One other benefit of doing this is you won’t be scrambling to build your Div II portfolio when you really want to focus on the transition to Div III at the end of Div II.

What Should I do Mid-way Through?

compassSome students report not being sure if they are on track in the middle of Div II — actually some aren’t even sure what the track is! It is time to think about where you came from and where you want to go. Div II is all about making sense of your disparate courses and experiences to answer your questions. It takes reflection, discussion with others (including peers and your committee) and it takes re-evaluating what you are doing and revising your plan. Here are some tips for making meaning across your experiences and setting the course for the second half of Div II.

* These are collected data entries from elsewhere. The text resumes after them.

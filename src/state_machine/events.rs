use serde::{Deserialize, Serialize};

/// Events that drive orchestrator lifecycle transitions
#[derive(Debug, Clone, PartialEq, Eq, Serialize, Deserialize)]
#[serde(tag = "type", content = "data")]
pub enum OrchestratorEvent {
    /// Begin expanding and persisting the plan
    Plan,
    /// Plan is durable in the ledger
    PlanPersisted,
    /// No free slot or no planned row left to dispatch
    Suspend,
    /// A tracked sub-workflow changed status (or reconciliation observed one)
    Wake,
    /// Completion policy reported success
    Succeed,
    /// Completion policy reported failure, or planning failed
    Fail(String),
    /// User-initiated kill of the parent
    Cancel,
}

impl OrchestratorEvent {
    /// Get a string representation of the event type for logging
    pub fn event_type(&self) -> &'static str {
        match self {
            Self::Plan => "plan",
            Self::PlanPersisted => "plan_persisted",
            Self::Suspend => "suspend",
            Self::Wake => "wake",
            Self::Succeed => "succeed",
            Self::Fail(_) => "fail",
            Self::Cancel => "cancel",
        }
    }

    /// Extract error message if this is a failure event
    pub fn error_message(&self) -> Option<&str> {
        match self {
            Self::Fail(msg) => Some(msg),
            _ => None,
        }
    }

    /// Create a failure event with the given reason
    pub fn fail_with_reason(reason: impl Into<String>) -> Self {
        Self::Fail(reason.into())
    }
}
#![allow(clippy::doc_markdown)] // Allow technical terms like PostgreSQL, SQLx in docs
#![allow(clippy::missing_errors_doc)] // Allow public functions without # Errors sections
#![allow(clippy::must_use_candidate)] // Allow methods without must_use when context is clear

//! # Tasker Dynamic
//!
//! Execution core of the dynamic fan-out task type: a workflow node that, at
//! run time, expands into an arbitrary number of parameterized sub-workflow
//! instances, tracks each of them and reduces their outcomes into one result
//! for the parent workflow.
//!
//! ## Architecture
//!
//! All coordination goes through a durable instance ledger partitioned by
//! parent task instance id. The orchestrator keeps no state that cannot be
//! rebuilt from the ledger, so a replacement orchestrator picks up a run
//! after a crash without launching any parameter set twice.
//!
//! ## Module Organization
//!
//! - [`expansion`] - Parameter sources and deterministic expansion
//! - [`ledger`] - Instance ledger and repository implementations
//! - [`orchestration`] - Launch gate, dispatcher, completion policy, orchestrator
//! - [`state_machine`] - Orchestrator lifecycle and launch row transitions
//! - [`models`] - Parameter sets, launch rows, runs and policies
//! - [`config`] - Layered configuration and per-task parameters
//! - [`resilience`] - Bounded retry for transient infrastructure failures
//! - [`error`] - Structured error handling
//! - [`logging`] - Structured logging setup
//!
//! ## Quick Start
//!
//! ```rust,no_run
//! use std::sync::Arc;
//! use tasker_dynamic::config::ConfigLoader;
//! use tasker_dynamic::ledger::InMemoryLaunchRepository;
//! use tasker_dynamic::orchestration::{Collaborators, DynamicTaskFactory, TaskExecutionContext};
//!
//! # async fn example(collaborators: Collaborators, context: TaskExecutionContext)
//! #     -> Result<(), Box<dyn std::error::Error>> {
//! tasker_dynamic::logging::init_structured_logging();
//!
//! let config = ConfigLoader::load(None)?;
//! let factory = DynamicTaskFactory::new(
//!     config,
//!     Arc::new(InMemoryLaunchRepository::new()),
//!     collaborators,
//! )?;
//!
//! let (_cancel, cancel_rx) = tokio::sync::oneshot::channel();
//! let state = factory.execute(context, cancel_rx).await?;
//! println!("dynamic task finished in state {state}");
//! # Ok(())
//! # }
//! ```

pub mod config;
pub mod error;
pub mod expansion;
pub mod ledger;
pub mod logging;
pub mod models;
pub mod orchestration;
pub mod resilience;
pub mod state_machine;

pub use config::{ConfigLoader, DynamicTaskConfig, DynamicTaskParameters};
pub use error::{DynamicTaskError, DynamicTaskResult};
pub use expansion::{ParameterExpander, ParameterSource, VarPool};
pub use ledger::{InMemoryLaunchRepository, InstanceLedger, LaunchRepository};
pub use models::{
    CompletionPolicy, DynamicTaskRun, LaunchStatus, ParameterSet, RunVerdict, SubWorkflowLaunch,
};
pub use orchestration::{DynamicTaskFactory, DynamicTaskOrchestrator};
pub use state_machine::OrchestratorState;
use serde::{Deserialize, Serialize};
use std::fmt;

/// Rule deciding the aggregate outcome of a dynamic task and whether
/// remaining launches are suppressed after a partial failure
#[derive(Debug, Clone, Copy, PartialEq, Eq, Hash, Serialize, Deserialize, Default)]
#[serde(rename_all = "SCREAMING_SNAKE_CASE")]
pub enum CompletionPolicy {
    /// First failure fails the parent, suppresses unlaunched sets and kills running instances
    FailFast,
    /// Every planned set runs to completion; the parent fails afterwards if any failed
    #[default]
    ContinueThenFail,
    /// First failure suppresses unlaunched sets; running instances finish naturally
    AllMustSucceed,
}

impl CompletionPolicy {
    pub fn as_str(&self) -> &'static str {
        match self {
            Self::FailFast => "FAIL_FAST",
            Self::ContinueThenFail => "CONTINUE_THEN_FAIL",
            Self::AllMustSucceed => "ALL_MUST_SUCCEED",
        }
    }
}

impl fmt::Display for CompletionPolicy {
    fn fmt(&self, f: &mut fmt::Formatter<'_>) -> fmt::Result {
        f.write_str(self.as_str())
    }
}

impl std::str::FromStr for CompletionPolicy {
    type Err = String;

    fn from_str(s: &str) -> Result<Self, Self::Err> {
        match s {
            "FAIL_FAST" => Ok(Self::FailFast),
            "CONTINUE_THEN_FAIL" => Ok(Self::ContinueThenFail),
            "ALL_MUST_SUCCEED" => Ok(Self::AllMustSucceed),
            _ => Err(format!("Invalid completion policy: {s}")),
        }
    }
}

/// Aggregate status of a dynamic task run
#[derive(Debug, Clone, Copy, PartialEq, Eq, Hash, Serialize, Deserialize)]
#[serde(rename_all = "snake_case")]
pub enum RunVerdict {
    Running,
    Success,
    Failure,
}

impl RunVerdict {
    pub fn is_terminal(&self) -> bool {
        !matches!(self, Self::Running)
    }
}

impl fmt::Display for RunVerdict {
    fn fmt(&self, f: &mut fmt::Formatter<'_>) -> fmt::Result {
        match self {
            Self::Running => write!(f, "running"),
            Self::Success => write!(f, "success"),
            Self::Failure => write!(f, "failure"),
        }
    }
}
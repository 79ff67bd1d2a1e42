//! # Dynamic Task Configuration
//!
//! Process-wide settings of the dynamic task orchestrator plus the per-task
//! parameters a dynamic task node declares.
//!
//! ## Sources
//!
//! [`ConfigLoader`] layers, lowest precedence first:
//!
//! 1. Built-in defaults ([`DynamicTaskConfig::default`])
//! 2. A TOML file (`config/dynamic-task.toml` unless a path is given)
//! 3. Environment variables prefixed `TASKER_DYNAMIC`, nested with `__`
//!    (e.g. `TASKER_DYNAMIC__RETRY__MAX_ATTEMPTS=8`)
//!
//! ## Usage
//!
//! ```rust,no_run
//! use tasker_dynamic::config::ConfigLoader;
//!
//! # fn main() -> Result<(), Box<dyn std::error::Error>> {
//! let config = ConfigLoader::load(None)?;
//! let attempts = config.retry.max_attempts;
//! # Ok(())
//! # }
//! ```

pub mod error;
pub mod loader;
pub mod task_parameters;

use serde::{Deserialize, Serialize};
use std::time::Duration;

pub use error::{ConfigResult, ConfigurationError};
pub use loader::ConfigLoader;
pub use task_parameters::DynamicTaskParameters;

/// Root configuration of the dynamic task orchestrator
#[derive(Debug, Clone, PartialEq, Deserialize, Serialize)]
#[serde(default)]
pub struct DynamicTaskConfig {
    /// Bounded retry applied to command submission and ledger writes
    pub retry: RetryConfig,

    /// Interval at which the driver loop reconciles in-flight rows against
    /// the status repository. `0` disables periodic reconciliation.
    pub reconcile_interval_ms: u64,

    /// Buffer size of each orchestrator's status-event subscription
    pub event_channel_capacity: usize,

    /// Ceiling on the plan size when the task does not declare its own
    pub max_sub_workflow_instances: u32,

    /// Parallelism used when the task does not declare its own
    pub default_parallelism: u32,
}

impl Default for DynamicTaskConfig {
    fn default() -> Self {
        Self {
            retry: RetryConfig::default(),
            reconcile_interval_ms: 30_000,
            event_channel_capacity: 256,
            max_sub_workflow_instances: 1_024,
            default_parallelism: 1,
        }
    }
}

impl DynamicTaskConfig {
    pub fn reconcile_interval(&self) -> Option<Duration> {
        (self.reconcile_interval_ms > 0).then(|| Duration::from_millis(self.reconcile_interval_ms))
    }

    /// Validate configuration invariants
    pub fn validate(&self) -> ConfigResult<()> {
        self.retry.validate()?;

        if self.event_channel_capacity == 0 {
            return Err(ConfigurationError::invalid_value(
                "event_channel_capacity",
                self.event_channel_capacity,
                "must be greater than zero",
            ));
        }
        if self.default_parallelism == 0 {
            return Err(ConfigurationError::invalid_value(
                "default_parallelism",
                self.default_parallelism,
                "must be greater than zero",
            ));
        }
        if self.max_sub_workflow_instances == 0 {
            return Err(ConfigurationError::invalid_value(
                "max_sub_workflow_instances",
                self.max_sub_workflow_instances,
                "must be greater than zero",
            ));
        }
        Ok(())
    }
}

/// Exponential backoff settings for transient infrastructure failures
#[derive(Debug, Clone, PartialEq, Deserialize, Serialize)]
#[serde(default)]
pub struct RetryConfig {
    /// Total attempts including the first one
    pub max_attempts: u32,
    pub base_delay_ms: u64,
    pub max_delay_ms: u64,
    pub multiplier: f64,
}

impl Default for RetryConfig {
    fn default() -> Self {
        Self {
            max_attempts: 5,
            base_delay_ms: 100,
            max_delay_ms: 5_000,
            multiplier: 2.0,
        }
    }
}

impl RetryConfig {
    pub fn validate(&self) -> ConfigResult<()> {
        if self.max_attempts == 0 {
            return Err(ConfigurationError::invalid_value(
                "retry.max_attempts",
                self.max_attempts,
                "must allow at least one attempt",
            ));
        }
        if self.multiplier < 1.0 {
            return Err(ConfigurationError::invalid_value(
                "retry.multiplier",
                self.multiplier,
                "must be at least 1.0",
            ));
        }
        if self.base_delay_ms > self.max_delay_ms {
            return Err(ConfigurationError::invalid_value(
                "retry.base_delay_ms",
                self.base_delay_ms,
                format!("exceeds retry.max_delay_ms ({})", self.max_delay_ms),
            ));
        }
        Ok(())
    }
}

#[cfg(test)]
mod tests {
    use super::*;

    #[test]
    fn test_defaults_are_valid() {
        let config = DynamicTaskConfig::default();
        assert!(config.validate().is_ok());
        assert_eq!(config.reconcile_interval(), Some(Duration::from_secs(30)));
    }

    #[test]
    fn test_zero_reconcile_interval_disables_polling() {
        let config = DynamicTaskConfig {
            reconcile_interval_ms: 0,
            ..Default::default()
        };
        assert!(config.reconcile_interval().is_none());
    }

    #[test]
    fn test_invalid_retry_rejected() {
        let mut config = DynamicTaskConfig::default();
        config.retry.max_attempts = 0;
        assert!(config.validate().is_err());

        let mut config = DynamicTaskConfig::default();
        config.retry.base_delay_ms = 10_000;
        let err = config.validate().unwrap_err();
        assert!(err.to_string().contains("retry.base_delay_ms"));

        let mut config = DynamicTaskConfig::default();
        config.retry.multiplier = 0.5;
        assert!(config.validate().is_err());
    }

    #[test]
    fn test_zero_parallelism_rejected() {
        let config = DynamicTaskConfig {
            default_parallelism: 0,
            ..Default::default()
        };
        assert!(matches!(
            config.validate(),
            Err(ConfigurationError::InvalidValue { .. })
        ));
    }
}
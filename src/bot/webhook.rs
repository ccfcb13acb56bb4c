//! WhatsApp channel adapter.
//!
//! One Twilio-style webhook endpoint: form-encoded `From`/`Body` in, TwiML
//! XML out. The conversation id is the `From` value
//! (`whatsapp:+57300…`).

use std::sync::Arc;

use anyhow::{Context, Result};
use axum::extract::{Form, State};
use axum::http::header;
use axum::response::IntoResponse;
use axum::routing::post;
use axum::Router;
use serde::Deserialize;
use tracing::{debug, info};

use crate::flow::{self, AppContext};

/// Inbound webhook payload as Twilio posts it.
#[derive(Debug, Deserialize)]
pub struct InboundMessage {
    #[serde(rename = "From")]
    pub from: String,
    #[serde(rename = "Body")]
    pub body: String,
}

/// Build the webhook router.
pub fn router(ctx: Arc<AppContext>) -> Router {
    Router::new()
        .route("/whatsapp", post(whatsapp_webhook))
        .with_state(ctx)
}

/// Bind and serve until the process is stopped.
pub async fn serve(ctx: Arc<AppContext>, port: u16) -> Result<()> {
    let addr = format!("0.0.0.0:{port}");
    let listener = tokio::net::TcpListener::bind(&addr)
        .await
        .with_context(|| format!("failed to bind {addr}"))?;

    info!("Webhook listening on {addr}");
    axum::serve(listener, router(ctx))
        .await
        .context("webhook server failed")?;
    Ok(())
}

async fn whatsapp_webhook(
    State(ctx): State<Arc<AppContext>>,
    Form(inbound): Form<InboundMessage>,
) -> impl IntoResponse {
    debug!(from = %inbound.from, "Inbound webhook message");

    let reply = flow::process_message(&ctx, &inbound.from, &inbound.body).await;

    (
        [(header::CONTENT_TYPE, "text/xml")],
        render_twiml(&reply),
    )
}

/// Render the reply as the TwiML document Twilio expects.
pub fn render_twiml(text: &str) -> String {
    format!(
        "<?xml version=\"1.0\" encoding=\"UTF-8\"?><Response><Message><Body>{}</Body></Message></Response>",
        escape_xml(text)
    )
}

fn escape_xml(text: &str) -> String {
    let mut escaped = String::with_capacity(text.len());
    for c in text.chars() {
        match c {
            '&' => escaped.push_str("&amp;"),
            '<' => escaped.push_str("&lt;"),
            '>' => escaped.push_str("&gt;"),
            '"' => escaped.push_str("&quot;"),
            '\'' => escaped.push_str("&apos;"),
            _ => escaped.push(c),
        }
    }
    escaped
}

First, go back and read your contract. Remember your questions that motivated your Div II. Are your questions still the same? Have you made progress on them? Do you have new questions that are shaping your direction? Don’t wait until the end to reflect on the meaning of what you are doing. This is a perfect time to do a little free-writing. It might even become part of your retrospective. Think about and write about what has changed in your thinking. Consider the experiences that have had the greatest impact on your thinking and on your skills. Why were they so important and what does this say about your interests?

Then, go back and read all your course evaluations — one after the other, good or bad or excellent. What do they say to you about your strengths? About your areas of growth? Write down a couple of things to be working on this semester and next. Consider the resources on campus that can assist you. Have an action plan (e.g. meet with one of my professors after the first paper is handed back to talk about what they would like to see in the next one; go to the quantitative skills help sessions in Cole; meet with a friend to give each other feedback on our work and revise it before we even hand it in).

You can also pull the work together that you have done so far and organize it in a binder to begin to represent the different ideas you have been working on. Or you can start to build an electronic portfolio.

Lastly, you can edit your contract to capture the changes in your thinking. Share it with your committee and with friends.